(Saved data entries)
+ + + + +

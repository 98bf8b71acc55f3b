use crate::fs::{self, ContentType, Locality, MountedFs, MountpathInfo, ParsedFqn};
use crate::hash::{self, Cksum};
use std::fmt::Display;
use std::os::unix::fs::MetadataExt;
use std::path::{Path, PathBuf};
use std::sync::Arc;
use std::time::{SystemTime, UNIX_EPOCH};
use thiserror::Error;

pub mod cache;
pub mod meta;

use cache::CachedLom;
use meta::{LomMeta, XATTR_LOM};

pub type Result<T> = std::result::Result<T, Error>;

#[derive(Error, Debug)]
pub enum Error {
    #[error("corrupted lom metadata: {0}")]
    CorruptedMeta(String),

    #[error("no lom metadata on {0:?}")]
    MissingMeta(PathBuf),

    #[error("checksum mismatch on {fqn:?}: recorded {recorded}, computed {computed}")]
    ChecksumMismatch {
        fqn: PathBuf,
        recorded: Cksum,
        computed: Cksum,
    },

    #[error("{0:?} is not an object fqn")]
    NotObject(PathBuf),

    #[error("fs error: {0}")]
    Fs(#[from] fs::Error),

    #[error("io error: {0:#}")]
    IO(#[from] std::io::Error),
}

/// Local Object Metadata: the record of one object on one target.
///
/// A LOM is mutated only by the jogger owning its mountpath or by the
/// write path, which serializes writers per object; `&mut self` on the
/// mutators expresses that implicit lock.
pub struct Lom {
    parsed: ParsedFqn,
    pub fqn: PathBuf,
    pub size: u64,
    pub atime_ns: i64,
    pub version: String,
    pub cksum: Option<Cksum>,
    copies: Vec<PathBuf>,
}

impl Display for Lom {
    fn fmt(&self, f: &mut std::fmt::Formatter<'_>) -> std::fmt::Result {
        write!(
            f,
            "lom[{}/{} @ {}]",
            self.parsed.bucket,
            self.parsed.objname,
            self.parsed.mpath.path.display()
        )
    }
}

impl Lom {
    /// construct for a known mountpath and object coordinates.
    pub fn new(
        mpath: Arc<MountpathInfo>,
        local: Locality,
        bucket: &str,
        objname: &str,
    ) -> Lom {
        let fqn = mpath.obj_fqn(local, bucket, objname);
        Lom {
            parsed: ParsedFqn {
                mpath,
                content_type: ContentType::Object,
                local,
                bucket: bucket.into(),
                objname: objname.into(),
            },
            fqn,
            size: 0,
            atime_ns: 0,
            version: String::new(),
            cksum: None,
            copies: Vec::new(),
        }
    }

    /// construct by parsing an FQN against the mounted filesystems.
    pub fn init(mfs: &MountedFs, fqn: &Path) -> Result<Lom> {
        let parsed = mfs.resolve_fqn(fqn)?;
        if parsed.content_type != ContentType::Object {
            return Err(Error::NotObject(fqn.into()));
        }
        let canonical = parsed.fqn();
        Ok(Lom {
            parsed,
            fqn: canonical,
            size: 0,
            atime_ns: 0,
            version: String::new(),
            cksum: None,
            copies: Vec::new(),
        })
    }

    pub fn bucket(&self) -> &str {
        &self.parsed.bucket
    }

    pub fn objname(&self) -> &str {
        &self.parsed.objname
    }

    pub fn local(&self) -> Locality {
        self.parsed.local
    }

    pub fn mpath(&self) -> &Arc<MountpathInfo> {
        &self.parsed.mpath
    }

    pub fn parsed(&self) -> &ParsedFqn {
        &self.parsed
    }

    /// bucket-scoped unique name; the cache key and the wire identity.
    pub fn uname(&self) -> String {
        format!("{}/{}", self.parsed.bucket, self.parsed.objname)
    }

    fn meta(&self) -> LomMeta {
        LomMeta {
            cksum: self.cksum.clone(),
            version: self.version.clone(),
            copies: self.copies.clone(),
        }
    }

    fn apply(&mut self, entry: &CachedLom) {
        self.size = entry.size;
        self.atime_ns = entry.atime_ns;
        self.version = entry.meta.version.clone();
        self.cksum = entry.meta.cksum.clone();
        self.copies = entry.meta.copies.clone();
    }

    /// fill from cache if resident, the filesystem otherwise. a cached
    /// entry that disagrees with stat is dropped and reloaded.
    pub async fn load(&mut self) -> Result<()> {
        let uname = self.uname();
        let digest = hash::name_digest(&uname);
        if let Some(entry) = self.parsed.mpath.lom_caches().get(digest, &uname) {
            match tokio::fs::metadata(&self.fqn).await {
                Ok(st) if st.len() == entry.size => {
                    self.apply(&entry);
                    return Ok(());
                }
                _ => self.parsed.mpath.lom_caches().remove(digest, &uname),
            }
        }
        self.load_meta_from_fs().await
    }

    /// force a fresh read of stat + extended attribute, bypassing the
    /// cache.
    pub async fn load_meta_from_fs(&mut self) -> Result<()> {
        let st = tokio::fs::metadata(&self.fqn).await?;
        self.size = st.len();
        self.atime_ns = st.atime() * 1_000_000_000 + st.atime_nsec();

        // xattr reads are a single syscall; not worth a blocking task
        let raw = xattr::get(&self.fqn, XATTR_LOM)?;
        let raw = match raw {
            Some(raw) if !raw.is_empty() => raw,
            _ => return Err(Error::MissingMeta(self.fqn.clone())),
        };

        let meta = match meta::decode(&raw) {
            Ok(meta) => meta,
            Err(err) => {
                self.uncache();
                return Err(err);
            }
        };

        self.version = meta.version;
        self.cksum = meta.cksum;
        self.copies = meta.copies;
        self.recache();
        Ok(())
    }

    /// marshal (version, checksum, copy list) into the extended
    /// attribute. atomicity is the attribute-write atomicity of the
    /// underlying filesystem.
    pub fn persist(&self) -> Result<()> {
        let buf = meta::encode(&self.meta());
        xattr::set(&self.fqn, XATTR_LOM, &buf)?;
        self.recache();
        Ok(())
    }

    pub fn has_copies(&self) -> bool {
        !self.copies.is_empty()
    }

    pub fn copy_fqn(&self) -> &[PathBuf] {
        &self.copies
    }

    pub fn is_copy_on(&self, mpath: &MountpathInfo) -> bool {
        self.copies.iter().any(|fqn| fqn.starts_with(&mpath.path))
    }

    /// record one more local replica and persist.
    pub fn add_xcopy(&mut self, fqn: PathBuf) -> Result<()> {
        if fqn != self.fqn && !self.copies.contains(&fqn) {
            self.copies.push(fqn);
        }
        self.persist()
    }

    /// replace the whole replica list and persist.
    pub fn set_copy_fqn(&mut self, copies: Vec<PathBuf>) -> Result<()> {
        self.copies = copies;
        self.persist()
    }

    /// the LOM of a new replica of self on another mountpath; its copy
    /// list points back at the primary.
    pub fn clone_to(&self, mpath: Arc<MountpathInfo>) -> Lom {
        let mut copy = Lom::new(mpath, self.parsed.local, &self.parsed.bucket, &self.parsed.objname);
        copy.size = self.size;
        copy.atime_ns = self.atime_ns;
        copy.version = self.version.clone();
        copy.cksum = self.cksum.clone();
        copy.copies = vec![self.fqn.clone()];
        copy
    }

    pub fn recache(&self) {
        let uname = self.uname();
        let digest = hash::name_digest(&uname);
        self.parsed.mpath.lom_caches().put(
            digest,
            &uname,
            CachedLom {
                meta: self.meta(),
                size: self.size,
                atime_ns: self.atime_ns,
            },
        );
    }

    pub fn uncache(&self) {
        let uname = self.uname();
        let digest = hash::name_digest(&uname);
        self.parsed.mpath.lom_caches().remove(digest, &uname);
    }

    pub fn is_cached(&self) -> bool {
        let uname = self.uname();
        self.parsed
            .mpath
            .lom_caches()
            .get(hash::name_digest(&uname), &uname)
            .is_some()
    }

    /// stamp the access time (GET/PUT completion).
    pub fn touch(&mut self) {
        self.atime_ns = SystemTime::now()
            .duration_since(UNIX_EPOCH)
            .map(|d| d.as_nanos() as i64)
            .unwrap_or(0);
    }

    /// recompute the content checksum and compare with the recorded one.
    /// a mismatch uncaches the LOM; the object is unavailable until
    /// healed.
    pub async fn validate_checksum(&self) -> Result<()> {
        let recorded = match &self.cksum {
            Some(ck) => ck.clone(),
            None => return Ok(()),
        };
        let data = tokio::fs::read(&self.fqn).await?;
        let computed = hash::checksum(recorded.typ, &data);
        if computed != recorded {
            self.uncache();
            return Err(Error::ChecksumMismatch {
                fqn: self.fqn.clone(),
                recorded,
                computed,
            });
        }
        Ok(())
    }
}

#[cfg(test)]
mod test {
    use super::*;
    use crate::hash::CksumType;
    use tempfile::TempDir;

    async fn mountpath(tmp: &TempDir) -> Arc<MountpathInfo> {
        Arc::new(MountpathInfo::new(
            tmp.path().into(),
            tmp.path().into(),
            1,
            "test".into(),
        ))
    }

    async fn put_file(lom: &Lom, content: &[u8]) {
        tokio::fs::create_dir_all(lom.fqn.parent().unwrap())
            .await
            .unwrap();
        tokio::fs::write(&lom.fqn, content).await.unwrap();
    }

    #[tokio::test]
    async fn persist_load_roundtrip() {
        let tmp = TempDir::new().unwrap();
        let mp = mountpath(&tmp).await;

        let mut lom = Lom::new(mp.clone(), Locality::Local, "B", "a/b.bin");
        put_file(&lom, b"hello world").await;

        lom.size = 11;
        lom.version = "7".into();
        lom.cksum = Some(hash::checksum(CksumType::Xxhash, b"hello world"));
        lom.set_copy_fqn(vec!["/mnt/other/object/local/B/a/b.bin".into()])
            .unwrap();

        let mut fresh = Lom::new(mp, Locality::Local, "B", "a/b.bin");
        fresh.load_meta_from_fs().await.expect("load failed");

        assert_eq!(fresh.size, 11);
        assert_eq!(fresh.version, "7");
        assert_eq!(fresh.cksum, lom.cksum);
        assert_eq!(fresh.copy_fqn(), lom.copy_fqn());
        assert!(fresh.has_copies());
    }

    #[tokio::test]
    async fn load_missing_meta() {
        let tmp = TempDir::new().unwrap();
        let mp = mountpath(&tmp).await;

        let mut lom = Lom::new(mp, Locality::Local, "B", "naked");
        put_file(&lom, b"no xattr here").await;

        let out = lom.load().await;
        assert!(matches!(out, Err(Error::MissingMeta(_))));
    }

    #[tokio::test]
    async fn load_detects_corruption() {
        let tmp = TempDir::new().unwrap();
        let mp = mountpath(&tmp).await;

        let mut lom = Lom::new(mp.clone(), Locality::Local, "B", "obj");
        put_file(&lom, b"payload").await;
        lom.version = "1".into();
        lom.persist().unwrap();

        // flip one byte of the stored record
        let mut raw = xattr::get(&lom.fqn, XATTR_LOM).unwrap().unwrap();
        let last = raw.len() - 1;
        raw[last] ^= 0xff;
        xattr::set(&lom.fqn, XATTR_LOM, &raw).unwrap();

        let mut fresh = Lom::new(mp, Locality::Local, "B", "obj");
        let out = fresh.load_meta_from_fs().await;
        assert!(matches!(out, Err(Error::CorruptedMeta(_))));
        assert!(!fresh.is_cached());
    }

    #[tokio::test]
    async fn load_prefers_cache_until_fs_changes() {
        let tmp = TempDir::new().unwrap();
        let mp = mountpath(&tmp).await;

        let mut lom = Lom::new(mp.clone(), Locality::Local, "B", "obj");
        put_file(&lom, b"12345").await;
        lom.size = 5;
        lom.version = "1".into();
        lom.persist().unwrap();
        assert!(lom.is_cached());

        let mut cached = Lom::new(mp.clone(), Locality::Local, "B", "obj");
        cached.load().await.unwrap();
        assert_eq!(cached.version, "1");

        // grow the file behind the cache's back: entry is invalidated and
        // the next load goes to the filesystem
        tokio::fs::write(&lom.fqn, b"1234567890").await.unwrap();
        let mut reread = Lom::new(mp, Locality::Local, "B", "obj");
        reread.load().await.unwrap();
        assert_eq!(reread.size, 10);
    }

    #[tokio::test]
    async fn uncache_and_recache() {
        let tmp = TempDir::new().unwrap();
        let mp = mountpath(&tmp).await;

        let mut lom = Lom::new(mp, Locality::Local, "B", "obj");
        put_file(&lom, b"x").await;
        lom.persist().unwrap();
        assert!(lom.is_cached());

        lom.uncache();
        assert!(!lom.is_cached());
        lom.recache();
        assert!(lom.is_cached());
    }

    #[tokio::test]
    async fn checksum_validation() {
        let tmp = TempDir::new().unwrap();
        let mp = mountpath(&tmp).await;

        let mut lom = Lom::new(mp, Locality::Local, "B", "obj");
        put_file(&lom, b"content").await;
        lom.cksum = Some(hash::checksum(CksumType::Md5, b"content"));
        lom.persist().unwrap();

        lom.validate_checksum().await.expect("valid checksum rejected");

        tokio::fs::write(&lom.fqn, b"tampered").await.unwrap();
        let out = lom.validate_checksum().await;
        assert!(matches!(out, Err(Error::ChecksumMismatch { .. })));
        assert!(!lom.is_cached());
    }

    #[tokio::test]
    async fn clone_points_back() {
        let t1 = TempDir::new().unwrap();
        let t2 = TempDir::new().unwrap();
        let mp1 = mountpath(&t1).await;
        let mp2 = mountpath(&t2).await;

        let mut primary = Lom::new(mp1, Locality::Local, "B", "obj");
        primary.version = "2".into();
        primary.size = 9;

        let copy = primary.clone_to(mp2.clone());
        assert_eq!(copy.copy_fqn(), &[primary.fqn.clone()]);
        assert_eq!(copy.version, "2");
        assert_eq!(copy.size, 9);
        assert!(copy.fqn.starts_with(&mp2.path));
        assert!(!primary.is_copy_on(&mp2));
    }
}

+ + + + +

*What the exercise asks*: Retype only the stretch of lines above starting at the one with "pub fn add_xcopy(&mut" and stopping at the one with "pub fn clone_to(&self, mpath: Arc<MountpathInfo>)", exactly as written, with both kept.

*Expected answer*:
    pub fn add_xcopy(&mut self, fqn: PathBuf) -> Result<()> {
        if fqn != self.fqn && !self.copies.contains(&fqn) {
            self.copies.push(fqn);
        }
        self.persist()
    }

    /// replace the whole replica list and persist.
    pub fn set_copy_fqn(&mut self, copies: Vec<PathBuf>) -> Result<()> {
        self.copies = copies;
        self.persist()
    }

    /// the LOM of a new replica of self on another mountpath; its copy
    /// list points back at the primary.
    pub fn clone_to(&self, mpath: Arc<MountpathInfo>) -> Lom {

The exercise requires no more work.